Chemicals are used widely in activewear. Meet the startups creating natural alternatives.

Here’s a question: Is “activewear” an actual thing or just the fashion industry playing marketing jujitsu by mashing together 2 words?

As it turns out, it’s an actual thing.

But to create the sweat-wicking and quick-drying effect on your yoga gear, textile manufacturers treat the fabric with potentially hazardous chemicals.

Enter Evolved By Nature (EBN)…

… a “green chemistry” startup offering an all-natural alternative for activewear treatment. EBN has raised $51m from investors including retail giant Chanel, according to Business of Fashion.

The company’s flagship product is liquid silk — literally, liquified silk material — which is “biodegradable, sustainable… and usable in clothes, bed linens, furniture upholstery, personal care products, and skincare.”

Will it sell in the market, though?

Fashion brand Adore Me is about to find out

According to Vogue Business, the lingerie company just launched Gentrue, an activewear brand that “dips” its fabric in EBN’s liquid silk.

Gentrue will start by selling a line of leggings and tops with all of the same activewear properties we’ve come to love while not going to yoga studios during the pandemic.

The brand came out of Adore Me’s incubator program and — if successful — could pave the way for wider uptake of liquid silk.

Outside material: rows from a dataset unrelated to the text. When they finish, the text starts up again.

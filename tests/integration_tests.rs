//! End-to-end tests against the Axum router built by `create_app`.
//!
//! These drive the router in-process via `tower::ServiceExt::oneshot` —
//! no listening socket, no Redis. Tests that need a live Redis instance
//! are marked `#[ignore]`.

use axum::body::Body;
use axum::http::{Request, StatusCode};
use http_body_util::BodyExt;
use serde_json::{json, Value};
use tower::ServiceExt;

use throttler::config::Config;
use throttler::server::create_app;
use throttler::RateLimitRule;

fn local_config() -> Config {
    let mut config = Config::default();
    config.redis_url = String::new();
    config.default_limits = RateLimitRule::new(5, 5);
    config.custom_limits.clear();
    config
}

async fn body_json(response: axum::response::Response) -> Value {
    let bytes = response.into_body().collect().await.unwrap().to_bytes();
    serde_json::from_slice(&bytes).unwrap()
}

#[tokio::test]
async fn health_check_reports_healthy_without_redis() {
    let app = create_app(local_config()).unwrap();

    let response = app
        .oneshot(Request::builder().uri("/health").body(Body::empty()).unwrap())
        .await
        .unwrap();

    assert_eq!(response.status(), StatusCode::OK);
    let body = body_json(response).await;
    assert_eq!(body["status"], "healthy");
    assert_eq!(body["dependencies"]["redis"]["status"], "not_configured");
}

#[tokio::test]
async fn readiness_check_reports_local_mode() {
    let app = create_app(local_config()).unwrap();

    let response = app
        .oneshot(Request::builder().uri("/ready").body(Body::empty()).unwrap())
        .await
        .unwrap();

    assert_eq!(response.status(), StatusCode::OK);
    let body = body_json(response).await;
    assert_eq!(body["status"], "ready");
}

#[tokio::test]
async fn check_rate_limit_allows_then_denies() {
    let app = create_app(local_config()).unwrap();

    for _ in 0..5 {
        let request = Request::builder()
            .method("POST")
            .uri("/rate-limit/client-a/check")
            .header("content-type", "application/json")
            .body(Body::from(json!({ "cost": 1.0 }).to_string()))
            .unwrap();
        let response = app.clone().oneshot(request).await.unwrap();
        assert_eq!(response.status(), StatusCode::OK);
    }

    let request = Request::builder()
        .method("POST")
        .uri("/rate-limit/client-a/check")
        .header("content-type", "application/json")
        .body(Body::from(json!({ "cost": 1.0 }).to_string()))
        .unwrap();
    let response = app.clone().oneshot(request).await.unwrap();
    assert_eq!(response.status(), StatusCode::TOO_MANY_REQUESTS);
    assert!(response.headers().contains_key("Retry-After"));
    assert!(response.headers().contains_key("RateLimit-Reset"));
    let body = body_json(response).await;
    assert_eq!(body["allowed"], false);
}

#[tokio::test]
async fn check_rate_limit_sets_reset_header_when_allowed() {
    let app = create_app(local_config()).unwrap();

    let request = Request::builder()
        .method("POST")
        .uri("/rate-limit/client-reset/check")
        .header("content-type", "application/json")
        .body(Body::from(json!({ "cost": 1.0 }).to_string()))
        .unwrap();
    let response = app.oneshot(request).await.unwrap();
    assert_eq!(response.status(), StatusCode::OK);
    assert!(response.headers().contains_key("RateLimit-Reset"));
}

#[tokio::test]
async fn get_rate_limit_reports_status_without_consuming() {
    let app = create_app(local_config()).unwrap();

    let response = app
        .clone()
        .oneshot(Request::builder().uri("/rate-limit/client-b").body(Body::empty()).unwrap())
        .await
        .unwrap();
    assert_eq!(response.status(), StatusCode::OK);
    let body = body_json(response).await;
    assert_eq!(body["remaining"], 5);

    let response = app
        .oneshot(Request::builder().uri("/rate-limit/client-b").body(Body::empty()).unwrap())
        .await
        .unwrap();
    let body = body_json(response).await;
    assert_eq!(body["remaining"], 5);
}

#[tokio::test]
async fn set_rate_limit_rejects_invalid_rule() {
    let app = create_app(local_config()).unwrap();

    let request = Request::builder()
        .method("POST")
        .uri("/rate-limit/client-c")
        .header("content-type", "application/json")
        .body(Body::from(json!({ "requests_per_second": 0, "burst_capacity": 10 }).to_string()))
        .unwrap();
    let response = app.oneshot(request).await.unwrap();
    assert_eq!(response.status(), StatusCode::BAD_REQUEST);
}

#[tokio::test]
async fn set_rate_limit_accepts_valid_rule() {
    let app = create_app(local_config()).unwrap();

    let request = Request::builder()
        .method("POST")
        .uri("/rate-limit/client-e")
        .header("content-type", "application/json")
        .body(Body::from(json!({ "requests_per_second": 2, "burst_capacity": 4 }).to_string()))
        .unwrap();
    let response = app.clone().oneshot(request).await.unwrap();
    assert_eq!(response.status(), StatusCode::OK);
    let body = body_json(response).await;
    assert_eq!(body["rule"]["burst_capacity"], 4);

    let response = app
        .oneshot(Request::builder().uri("/rate-limit/client-e").body(Body::empty()).unwrap())
        .await
        .unwrap();
    let body = body_json(response).await;
    assert_eq!(body["limit"], 4);
}

#[tokio::test]
async fn delete_rate_limit_resets_the_bucket() {
    let app = create_app(local_config()).unwrap();

    for _ in 0..5 {
        let request = Request::builder()
            .method("POST")
            .uri("/rate-limit/client-d/check")
            .header("content-type", "application/json")
            .body(Body::from(json!({}).to_string()))
            .unwrap();
        app.clone().oneshot(request).await.unwrap();
    }

    let request = Request::builder().method("DELETE").uri("/rate-limit/client-d").body(Body::empty()).unwrap();
    let response = app.clone().oneshot(request).await.unwrap();
    assert_eq!(response.status(), StatusCode::OK);

    let request = Request::builder()
        .method("POST")
        .uri("/rate-limit/client-d/check")
        .header("content-type", "application/json")
        .body(Body::from(json!({}).to_string()))
        .unwrap();
    let response = app.oneshot(request).await.unwrap();
    assert_eq!(response.status(), StatusCode::OK);
}

#[tokio::test]
async fn invalid_key_is_rejected() {
    let app = create_app(local_config()).unwrap();

    let request = Request::builder().uri("/rate-limit/bad%20key%21").body(Body::empty()).unwrap();
    let response = app.oneshot(request).await.unwrap();
    assert_eq!(response.status(), StatusCode::BAD_REQUEST);
}

/// Requires `REDIS_URL` (or the default `redis://localhost:6379`) to be
/// live and reachable; run with `cargo test -- --ignored`.
#[tokio::test]
#[ignore]
async fn distributed_mode_round_trips_through_redis() {
    let mut config = Config::default();
    config.redis_url = std::env::var("REDIS_URL").unwrap_or_else(|_| "redis://localhost:6379".to_string());
    config.default_limits = RateLimitRule::new(5, 5);
    let app = create_app(config).unwrap();

    let request = Request::builder().uri("/rate-limit/distributed-client").body(Body::empty()).unwrap();
    let response = app.oneshot(request).await.unwrap();
    assert_eq!(response.status(), StatusCode::OK);
}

It will be an uphill battle

The fashion industry has a long-established global supply chain that uses chemicals for all types of applications: dyeing, texture maintenance, shrinkage, antimicrobials.

However, consumer demand for environmental, social and corporate governance (ESG) standards in fashion — like most industries — are on the rise.

Per Vogue, other startups attacking the problem include Green Theme Technologies, Dimpora, Huue, Checkerspot, Colorifix, and Beyond Surface Technologies.

If you see “natural activewear” become a thing in the future, it’ll probably be an actual thing and not some marketing ploy.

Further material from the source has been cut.